Wenn der Abend des 11.05. etwas gezeigt hat, dann dass wir eigentlich alle das gleiche wollen. Zu einer Diskussionsrunde rund um das Thema „Hochschulpolitik in Coronazeiten“ hatten die Friedrich Naumann Stiftung und die Arno Esch Stiftung studentische Parteimitglieder eingeladen, um über Probleme und Perspektiven der Coronakrise zu sprechen. Beide Stiftungen sind parteinahe Organisationen der FDP, doch für diesen Abend waren Vertretungen aus verschiedenen politischen Richtungen gewünscht, denn Corona betrifft uns alle gleichermaßen. Erschienen sind am Ende Noah Böhringer für die Jungen Liberalen, Hannes Damm für die Grünen, Markus Drewes für die Junge Union und Felix Willer für die Jusos. Vier Parteien und doch blieben erhoffte Diskussionen weitestgehend aus, denn bei den meisten angesprochenen Themen herrschte allgemeine Einigkeit. Vielleicht weil die Diversität aus Parteien und demografischer Verteilung doch zu moderat blieb, vielleicht auch weil der Schwerpunkt für studentische Vertreter*innen nun einmal die Studierenden selbst sind und hier eindeutige Probleme zum Vorschein treten: zu wenig Geld, zu wenig Mitspracherecht, zu wenig Digitalisierung, zu wenig Fokus auf die psychische Gesundheit der Studierenden.

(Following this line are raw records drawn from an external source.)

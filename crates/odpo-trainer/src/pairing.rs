//! Preference pairing within prompt groups.

use mlx_rs::Array;
use odpo_core::GENERATIONS_PER_PROMPT;

use crate::error::{OnlineDpoError, OnlineDpoResult};

/// Mapping from prompt index to the rollout rows holding its completions.
///
/// With `n` prompts, prompt `i` owns rows `i` and `i + n`.
#[derive(Debug, Clone, Copy, PartialEq, Eq)]
pub struct PromptGroups {
    num_prompts: usize,
}

impl PromptGroups {
    /// Groups for a rollout of `num_completions` rows.
    pub fn new(num_completions: usize) -> OnlineDpoResult<Self> {
        if num_completions == 0 || num_completions % GENERATIONS_PER_PROMPT != 0 {
            return Err(OnlineDpoError::Shape(format!(
                "rollout of {num_completions} completions cannot be split into groups of {GENERATIONS_PER_PROMPT}"
            )));
        }
        Ok(Self {
            num_prompts: num_completions / GENERATIONS_PER_PROMPT,
        })
    }

    /// Number of prompts.
    pub fn num_prompts(&self) -> usize {
        self.num_prompts
    }

    /// Rows of prompt `prompt`, first-half replica first.
    pub fn members(&self, prompt: usize) -> [usize; GENERATIONS_PER_PROMPT] {
        [prompt, prompt + self.num_prompts]
    }
}

/// One (chosen, rejected) pair per prompt.
#[derive(Debug, Clone, PartialEq)]
pub struct PreferencePairs {
    /// Row of the preferred completion for each prompt.
    pub chosen: Vec<usize>,
    /// Row of the other completion for each prompt.
    pub rejected: Vec<usize>,
    /// `score[chosen] - score[rejected]`, never negative.
    pub margins: Vec<f32>,
}

impl PreferencePairs {
    /// Pair the two completions of every prompt by score.
    ///
    /// Ties go to the first-half replica.
    pub fn from_scores(scores: &[f32]) -> OnlineDpoResult<Self> {
        let groups = PromptGroups::new(scores.len())?;
        let n = groups.num_prompts();
        let mut chosen = Vec::with_capacity(n);
        let mut rejected = Vec::with_capacity(n);
        let mut margins = Vec::with_capacity(n);

        for prompt in 0..n {
            let [first, second] = groups.members(prompt);
            let (c, r) = if scores[first] >= scores[second] {
                (first, second)
            } else {
                (second, first)
            };
            chosen.push(c);
            rejected.push(r);
            margins.push(scores[c] - scores[r]);
        }

        Ok(Self {
            chosen,
            rejected,
            margins,
        })
    }

    /// Number of pairs.
    pub fn len(&self) -> usize {
        self.chosen.len()
    }

    /// Whether there are no pairs.
    pub fn is_empty(&self) -> bool {
        self.chosen.is_empty()
    }

    /// Chosen rows for the given prompts, as an index array.
    pub fn chosen_rows(&self, prompts: &[usize]) -> Array {
        rows(&self.chosen, prompts)
    }

    /// Rejected rows for the given prompts, as an index array.
    pub fn rejected_rows(&self, prompts: &[usize]) -> Array {
        rows(&self.rejected, prompts)
    }

    /// Mean pairing margin.
    pub fn mean_margin(&self) -> f32 {
        if self.margins.is_empty() {
            return 0.0;
        }
        self.margins.iter().sum::<f32>() / self.margins.len() as f32
    }
}

fn rows(table: &[usize], prompts: &[usize]) -> Array {
    let idx: Vec<i32> = prompts.iter().map(|&p| table[p] as i32).collect();
    Array::from_slice(&idx, &[idx.len() as i32])
}

#[cfg(test)]
mod tests {
    use super::*;

    #[test]
    fn test_two_completion_pairing() {
        let pairs = PreferencePairs::from_scores(&[1.0, 0.0]).unwrap();
        assert_eq!((pairs.chosen[0], pairs.rejected[0]), (0, 1));
        let pairs = PreferencePairs::from_scores(&[0.0, 1.0]).unwrap();
        assert_eq!((pairs.chosen[0], pairs.rejected[0]), (1, 0));
        let pairs = PreferencePairs::from_scores(&[0.3, 0.3]).unwrap();
        assert_eq!((pairs.chosen[0], pairs.rejected[0]), (0, 1));
        assert_eq!(pairs.margins[0], 0.0);
    }

    #[test]
    fn test_eight_completion_scenario() {
        let scores = [0.5, 0.2, 0.9, 0.1, 0.3, 0.4, 0.2, 0.8];
        let pairs = PreferencePairs::from_scores(&scores).unwrap();
        assert_eq!(pairs.chosen, vec![0, 5, 2, 7]);
        assert_eq!(pairs.rejected, vec![4, 1, 6, 3]);
        let expected = [0.2, 0.2, 0.7, 0.7];
        for (m, e) in pairs.margins.iter().zip(expected) {
            assert!((m - e).abs() < 1e-6);
        }
    }

    #[test]
    fn test_pairs_are_disjoint_within_group_and_nonnegative() {
        let scores = [3.0, -1.0, 2.0, 2.0, 0.0, 4.0];
        let pairs = PreferencePairs::from_scores(&scores).unwrap();
        let groups = PromptGroups::new(scores.len()).unwrap();
        for p in 0..pairs.len() {
            let members = groups.members(p);
            assert!(members.contains(&pairs.chosen[p]));
            assert!(members.contains(&pairs.rejected[p]));
            assert_ne!(pairs.chosen[p], pairs.rejected[p]);
            assert!(pairs.margins[p] >= 0.0);
        }
    }

    #[test]
    fn test_pairing_is_idempotent() {
        let scores = [0.1, 0.9, 0.4, 0.4];
        let a = PreferencePairs::from_scores(&scores).unwrap();
        let b = PreferencePairs::from_scores(&scores).unwrap();
        assert_eq!(a, b);

        // Re-pairing an already ordered rollout keeps every first-half row chosen.
        let reordered: Vec<f32> = a
            .chosen
            .iter()
            .chain(a.rejected.iter())
            .map(|&i| scores[i])
            .collect();
        let c = PreferencePairs::from_scores(&reordered).unwrap();
        assert_eq!(c.chosen, vec![0, 1]);
        assert_eq!(c.margins, a.margins);
    }

    #[test]
    fn test_odd_rollout_rejected() {
        assert!(PreferencePairs::from_scores(&[1.0, 2.0, 3.0]).is_err());
        assert!(PreferencePairs::from_scores(&[]).is_err());
    }

    #[test]
    fn test_row_arrays() {
        let pairs = PreferencePairs::from_scores(&[0.5, 0.2, 0.9, 0.1, 0.3, 0.4, 0.2, 0.8]).unwrap();
        let chosen = pairs.chosen_rows(&[3, 1]);
        chosen.eval().unwrap();
        assert_eq!(chosen.as_slice::<i32>(), &[7, 5]);
        let rejected = pairs.rejected_rows(&[3, 1]);
        rejected.eval().unwrap();
        assert_eq!(rejected.as_slice::<i32>(), &[3, 1]);
    }
}
//! Per-update metric reduction.

use odpo_core::UpdateMetrics;
use odpo_distributed::Collective;

use crate::error::OnlineDpoResult;
use crate::objective::ObjectiveStats;
use crate::online_dpo::StepStats;
use crate::pairing::PreferencePairs;

/// Local inputs to one update's metrics.
#[derive(Debug)]
pub struct UpdateSummary<'a> {
    /// Objective terms of the rollout.
    pub objective: &'a ObjectiveStats,
    /// Post-penalty scores of every completion.
    pub scores: &'a [f32],
    /// Pairs formed from `scores`.
    pub pairs: &'a PreferencePairs,
    /// Per-chunk training statistics.
    pub stats: &'a StepStats,
    /// Eos tokens in the raw responses on this worker.
    pub num_eos_tokens: usize,
    /// Learning rate used for this update.
    pub learning_rate: f64,
    /// Cumulative episodes.
    pub episode: usize,
    /// Seconds since training started.
    pub elapsed_secs: f64,
}

/// Reduce `summary` into the update's metric map.
///
/// Every per-sample quantity is averaged over all samples on all workers.
/// `val/num_eos_tokens` stays local.
pub fn reduce_metrics<C: Collective + ?Sized>(
    collective: &C,
    summary: &UpdateSummary<'_>,
) -> OnlineDpoResult<UpdateMetrics> {
    let objective = summary.objective;
    let stats = summary.stats;
    let mut metrics = UpdateMetrics::new();

    let eps = if summary.elapsed_secs > 0.0 {
        (summary.episode as f64 / summary.elapsed_secs).floor()
    } else {
        0.0
    };
    metrics.insert("eps", eps);

    let reduced: [(&str, Vec<f32>); 13] = [
        ("objective/kl", objective.kl.clone()),
        ("objective/entropy", objective.entropy.clone()),
        ("objective/non_score_reward", objective.non_score_reward.clone()),
        ("objective/rlhf_reward", objective.rlhf_reward.clone()),
        ("objective/scores", summary.scores.to_vec()),
        ("objective/scores_margin", summary.pairs.margins.clone()),
        ("rewards/chosen", stats.collect(|s| s.chosen_reward)),
        ("rewards/rejected", stats.collect(|s| s.rejected_reward)),
        (
            "rewards/accuracies",
            stats.collect(|s| if s.prefers_chosen() { 1.0 } else { 0.0 }),
        ),
        (
            "rewards/margins",
            stats.collect(|s| s.chosen_reward - s.rejected_reward),
        ),
        ("loss/policy_avg", stats.collect(|s| s.loss)),
        ("logps/chosen", stats.collect(|s| s.chosen_logps)),
        ("logps/rejected", stats.collect(|s| s.rejected_logps)),
    ];
    for (name, values) in reduced {
        let value = collective.gather_mean(&values)?;
        metrics.insert(name, f64::from(value));
    }

    metrics.insert("val/num_eos_tokens", summary.num_eos_tokens as f64);
    metrics.insert("lr", summary.learning_rate);
    metrics.insert("episode", summary.episode as f64);
    Ok(metrics)
}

„Wenn Lehrende und Studierende wollen, wenn sie sich bemühen“
Die Coronakrise hat nicht nur neue Probleme aufgeworfen, sie hat auch alte Probleme erst sichtbar gemacht und die Hochschulen dazu gezwungen, diese endlich anzugehen. Als ein zentraler Punkt in der Diskussionsrunde kristallisierte sich daher die Digitalisierung heraus, die jetzt zum ersten Mal wirklich angegangen werden musste. Aber auch im Digitalisierungshimmel scheint nicht alles rosig zu sein: Vor allem darüber, dass die Digitalisierung so lange auf sich warten ließ, zeigte sich unter den Teilnehmenden Unverständnis. Außerdem müsse gemeinsam vorgegangen werden. Gute Ideen hätten wenig Potential, wenn versucht wird, sie an verschiedenen Fronten und auf verschiedene Weisen durchzusetzen.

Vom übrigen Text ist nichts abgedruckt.